The Arizona Biltmore’s architect of record is Albert Chase McArthur (brother of the hotel owners), yet the design is often mistakenly attributed to Frank Lloyd Wright.  This is due to Wright’s on-site consulting for four months in 1928 relating to the “Textile Block” construction used in the hotel.  Albert McArthur had been a draftsman for Wright, and specifically asked Wright to assist with implementing the textile block system, which became a signature element of the hotel’s appearance.  The hotel has similarities to several Wright buildings, especially in the main lobby, owing to a strong imprint of the unit block design that Wright had utilized on four residential buildings in the Los Angeles area six years earlier.  McArthur is indisputably the architect as original linen drawings of the hotel in the Arizona State University Library archives attest, as does a 1929 feature article in Architectural Record magazine. The two architects are a study in contrast with the famous and outspoken Wright being self-taught and never licensed as an architect in Arizona. The more soft-spoken McArthur was Harvard trained in architecture, mathematics, engineering, and music. McArthur obtained an architect’s license in Arizona, number 338, in 1925, the year he arrived in Phoenix to begin his practice.

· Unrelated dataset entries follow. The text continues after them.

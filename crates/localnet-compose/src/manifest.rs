//! The docker-compose manifest wiring every node into one virtual network.

use crate::error::{ComposeError, ComposeResult};
use crate::layout::{ContainerPaths, NodeLayout};
use crate::topology::TopologyFact;
use localnet_config::{GeneratorConfig, Subnet};
use localnet_utils::fs;
use serde::de::{MapAccess, Visitor};
use serde::ser::SerializeMap;
use serde::{Deserialize, Deserializer, Serialize, Serializer};
use std::collections::HashSet;
use std::fmt;
use std::marker::PhantomData;
use std::net::Ipv4Addr;
use std::path::Path;
use tracing::{debug, info};

/// String-keyed map that serializes in insertion order.
#[derive(Debug, Clone, PartialEq, Eq)]
pub struct OrderedMap<V>(Vec<(String, V)>);

impl<V> OrderedMap<V> {
    pub fn new() -> Self {
        Self(Vec::new())
    }

    /// Insert `key`, returning `false` when it is already present
    pub fn insert(&mut self, key: impl Into<String>, value: V) -> bool {
        let key = key.into();
        if self.get(&key).is_some() {
            return false;
        }
        self.0.push((key, value));
        true
    }

    pub fn get(&self, key: &str) -> Option<&V> {
        self.0.iter().find(|(k, _)| k == key).map(|(_, v)| v)
    }

    pub fn keys(&self) -> impl Iterator<Item = &str> {
        self.0.iter().map(|(k, _)| k.as_str())
    }

    pub fn iter(&self) -> impl Iterator<Item = (&str, &V)> {
        self.0.iter().map(|(k, v)| (k.as_str(), v))
    }

    pub fn len(&self) -> usize {
        self.0.len()
    }

    pub fn is_empty(&self) -> bool {
        self.0.is_empty()
    }
}

impl<V> Default for OrderedMap<V> {
    fn default() -> Self {
        Self::new()
    }
}

impl<V: Serialize> Serialize for OrderedMap<V> {
    fn serialize<S: Serializer>(&self, serializer: S) -> Result<S::Ok, S::Error> {
        let mut map = serializer.serialize_map(Some(self.0.len()))?;
        for (key, value) in &self.0 {
            map.serialize_entry(key, value)?;
        }
        map.end()
    }
}

impl<'de, V: Deserialize<'de>> Deserialize<'de> for OrderedMap<V> {
    fn deserialize<D: Deserializer<'de>>(deserializer: D) -> Result<Self, D::Error> {
        struct OrderedMapVisitor<V>(PhantomData<V>);

        impl<'de, V: Deserialize<'de>> Visitor<'de> for OrderedMapVisitor<V> {
            type Value = OrderedMap<V>;

            fn expecting(&self, f: &mut fmt::Formatter<'_>) -> fmt::Result {
                f.write_str("a map with string keys")
            }

            fn visit_map<A: MapAccess<'de>>(self, mut access: A) -> Result<Self::Value, A::Error> {
                let mut entries = Vec::with_capacity(access.size_hint().unwrap_or(0));
                while let Some((key, value)) = access.next_entry::<String, V>()? {
                    entries.push((key, value));
                }
                Ok(OrderedMap(entries))
            }
        }

        deserializer.deserialize_map(OrderedMapVisitor(PhantomData))
    }
}

/// Attachment of a service to a virtual network.
#[derive(Debug, Clone, PartialEq, Eq, Serialize, Deserialize)]
pub struct ServiceNetwork {
    pub ipv4_address: Ipv4Addr,
}

#[derive(Debug, Clone, PartialEq, Eq, Serialize, Deserialize)]
pub struct Service {
    pub image: String,
    pub entrypoint: String,
    #[serde(default, skip_serializing_if = "OrderedMap::is_empty")]
    pub environment: OrderedMap<String>,
    pub volumes: Vec<String>,
    pub ports: Vec<String>,
    pub networks: OrderedMap<ServiceNetwork>,
}

#[derive(Debug, Clone, PartialEq, Eq, Serialize, Deserialize)]
pub struct IpamConfig {
    pub subnet: Subnet,
    pub gateway: Ipv4Addr,
}

#[derive(Debug, Clone, PartialEq, Eq, Serialize, Deserialize)]
pub struct Ipam {
    pub config: Vec<IpamConfig>,
}

#[derive(Debug, Clone, PartialEq, Eq, Serialize, Deserialize)]
pub struct Network {
    pub driver: String,
    pub ipam: Ipam,
}

/// Whole compose document. Services appear in ordinal order.
#[derive(Debug, Clone, PartialEq, Eq, Serialize, Deserialize)]
pub struct Manifest {
    pub version: String,
    pub services: OrderedMap<Service>,
    pub networks: OrderedMap<Network>,
}

impl Manifest {
    pub fn service(&self, node_id: &str) -> Option<&Service> {
        self.services.get(node_id)
    }

    pub fn to_yaml(&self) -> ComposeResult<String> {
        Ok(serde_yaml::to_string(self)?)
    }

    pub fn from_yaml(content: &str) -> ComposeResult<Self> {
        Ok(serde_yaml::from_str(content)?)
    }
}

/// Builds the manifest from the same facts the artifact writers used.
pub struct ManifestBuilder<'a> {
    config: &'a GeneratorConfig,
}

impl<'a> ManifestBuilder<'a> {
    pub const SCHEMA_VERSION: &'static str = "3";

    pub fn new(config: &'a GeneratorConfig) -> Self {
        Self { config }
    }

    /// One service per fact, in the order given, plus the single virtual
    /// network they all share.
    ///
    /// Rejects facts that would put two services on the same name, address
    /// or host port, or an address outside the subnet.
    pub fn build<'f, I>(&self, facts: I) -> ComposeResult<Manifest>
    where
        I: IntoIterator<Item = &'f TopologyFact>,
    {
        let network = &self.config.network;
        let mut services = OrderedMap::new();
        let mut addresses = HashSet::new();
        let mut host_ports = HashSet::new();

        for fact in facts {
            if !network.subnet.contains(fact.ip) {
                return Err(ComposeError::ManifestConflict(format!(
                    "address {} of node {} is outside {}",
                    fact.ip, fact.node_id, network.subnet
                )));
            }

            if !addresses.insert(fact.ip) {
                return Err(ComposeError::ManifestConflict(format!(
                    "address {} assigned twice (node {})",
                    fact.ip, fact.node_id
                )));
            }

            for port in [fact.host_ports.api, fact.host_ports.peer] {
                if !host_ports.insert(port) {
                    return Err(ComposeError::ManifestConflict(format!(
                        "host port {} claimed twice (node {})",
                        port, fact.node_id
                    )));
                }
            }

            if !services.insert(fact.node_id.clone(), self.service(fact)) {
                return Err(ComposeError::ManifestConflict(format!(
                    "duplicate service {}",
                    fact.node_id
                )));
            }
        }

        let mut networks = OrderedMap::new();
        networks.insert(
            network.name.clone(),
            Network {
                driver: network.driver.clone(),
                ipam: Ipam {
                    config: vec![IpamConfig {
                        subnet: network.subnet,
                        gateway: network.subnet.gateway(),
                    }],
                },
            },
        );

        debug!(services = services.len(), network = %network.name, "built manifest");
        Ok(Manifest {
            version: Self::SCHEMA_VERSION.to_string(),
            services,
            networks,
        })
    }

    /// Serialize `manifest` and move it into place at `path` in one step.
    pub fn write(&self, manifest: &Manifest, path: &Path) -> ComposeResult<()> {
        let content = manifest.to_yaml()?;
        fs::write_atomic(path, content.as_bytes()).map_err(|source| {
            ComposeError::ManifestWrite {
                path: path.to_path_buf(),
                source,
            }
        })?;

        info!(path = %path.display(), services = manifest.services.len(), "wrote manifest");
        Ok(())
    }

    fn service(&self, fact: &TopologyFact) -> Service {
        let node = &self.config.node;
        let ports = &self.config.ports;
        let container = ContainerPaths::new(&node.data_dir);
        let layout = NodeLayout::new(&self.config.output_dir, &fact.node_id);

        let mut entrypoint = format!(
            "{} --config-file {} --genesis {}",
            node.binary,
            container.node_config(),
            container.genesis()
        );
        if self.config.chain.enabled {
            entrypoint.push_str(&format!(" --chain-config-dir {}", container.chain_config_dir()));
        }

        let mut environment = OrderedMap::new();
        for (key, value) in &self.config.service_environment {
            environment.insert(key.clone(), value.clone());
        }

        let mut networks = OrderedMap::new();
        networks.insert(
            self.config.network.name.clone(),
            ServiceNetwork {
                ipv4_address: fact.ip,
            },
        );

        Service {
            image: self.config.image.clone(),
            entrypoint,
            environment,
            volumes: vec![format!("{}:{}", layout.volume_source(), container.data_dir())],
            ports: vec![
                format!("{}:{}", fact.host_ports.api, ports.http_port),
                format!("{}:{}", fact.host_ports.peer, ports.staking_port),
            ],
            networks,
        }
    }
}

Reproductions of the geometric ‘sprite’ statues originally designed by sculptor Alfonso Iannelli for Wright’s 1915 Midway Gardens project in Chicago are placed around the property.  Also, the original hotel solarium was converted to a restaurant in 1973 and since the mid-1990s has been named ‘Wright’s’.  Three on site restaurants bear Wright’s name, Wright’s at the Biltmore, The Wright Bar, and Frank & Albert’s.

We were there to have lunch at Frank and Albert’s

We looked around and found many interesting details…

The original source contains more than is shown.